Methods: Subjects were HIV seropositive patients diagnosed with PML at the Johns Hopkins Hospital between 1985 and July of 1986. Diagnostic criteria for PML included both clinical symptomatology and histologic or radiographic confirmation. All patients with concomitant CNS infections were excluded. Patients receiving a minimum treatment of 3 weeks of 3 million units of alpha-IFN daily were compared to untreated historical controls. From 104 PML cases reviewed, 77 met the defined criteria for PML. Twenty-one patients had received open-label alpha-IFN treatment in a non-randomized manner for at least 3 weeks, and 32 met criteria for inclusion in the untreated group as historical controls. Deceased treated patients were comparable to deceased untreated patients with respect to age, gender, race, HIV risk factors, AIDS-defining illnesses, and CD4+ counts. CD4+ counts and use of anti-retroviral medications within 6 months of PML onset were higher among those who were living at the time of the study.

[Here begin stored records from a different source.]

use axum::extract::{FromRequest, FromRequestParts};
use lazy_static::lazy_static;
use regex::Regex;
use uuid::Uuid;

use crate::error::{AppError, FieldError};

pub const MIN_PASSWORD_LEN: usize = 8;
pub const MAX_NAME_LEN: usize = 50;

lazy_static! {
    static ref EMAIL_RE: Regex = Regex::new(r"^[^@\s]+@[^@\s]+\.[^@\s]+$").unwrap();
    static ref USERNAME_RE: Regex = Regex::new(r"^[A-Za-z0-9_]{3,30}$").unwrap();
}

/// JSON body extractor whose rejections render as the `{success:false}` envelope.
#[derive(FromRequest)]
#[from_request(via(axum::Json), rejection(AppError))]
pub struct AppJson<T>(pub T);

/// Query-string counterpart of [`AppJson`].
#[derive(FromRequestParts)]
#[from_request(via(axum::extract::Query), rejection(AppError))]
pub struct AppQuery<T>(pub T);

pub fn is_valid_email(email: &str) -> bool {
    EMAIL_RE.is_match(email)
}

pub fn is_valid_username(username: &str) -> bool {
    USERNAME_RE.is_match(username)
}

pub fn normalize_email(email: &str) -> String {
    email.trim().to_lowercase()
}

pub fn check_email(email: &str, errors: &mut Vec<FieldError>) {
    if !is_valid_email(email) {
        errors.push(FieldError::new("email", "Please provide a valid email"));
    }
}

pub fn check_password(field: &str, password: &str, errors: &mut Vec<FieldError>) {
    if password.chars().count() < MIN_PASSWORD_LEN {
        errors.push(FieldError::new(
            field,
            format!("Password must be at least {} characters long", MIN_PASSWORD_LEN),
        ));
    }
}

pub fn check_name(field: &str, value: &str, errors: &mut Vec<FieldError>) {
    let len = value.chars().count();
    if len == 0 || len > MAX_NAME_LEN {
        errors.push(FieldError::new(
            field,
            format!("{} must be between 1 and {} characters", field, MAX_NAME_LEN),
        ));
    }
}

/// Path ids arrive as raw strings so a malformed id renders as a validation error.
pub fn parse_user_id(raw: &str) -> Result<Uuid, AppError> {
    Uuid::parse_str(raw)
        .map_err(|_| AppError::invalid_fields(vec![FieldError::new("id", "Invalid user ID")]))
}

Results: Among deceased patients, median survival of treated patients was 127.5 days longer than that of untreated patients (Chi-square=4.21, P=0.04). When living and deceased treated patients were combined, the median survival was 325 days (range 35 - 1634) versus 121 days (range 46 - 176) in untreated patients (Chi-square=13.47, P < 0.001). When survival times in untreated patients were left-censored to account for possible survivorship bias in treated patients, survival in treated patients remained significantly prolonged (325 days versus 175.5 days, Chi-square=4.65, P=0.03). In addition, use of alpha-IFN was associated with a significant delay in the onset of memory loss (Chi-square=8.59, P < 0.01). Seven alpha-IFN treated patients showed sustained remissions of several months to over a year, with documented improvements in mental status, aphasia, dysarthria, dysphagia, paresis, and dyscoordination. Moreover, four IFN-treated patients had evidence of MRI lesion regression, although this was not always correlated with clinical remission. Four of 32 untreated patients also reported transient symptomatic improvements.
Conclusion: This open-label study suggests that alpha-IFN may delay progression, palliate symptoms, and significantly prolong survival in HIV-associated PML, and we therefore suggest that a controlled clinical trial is warranted.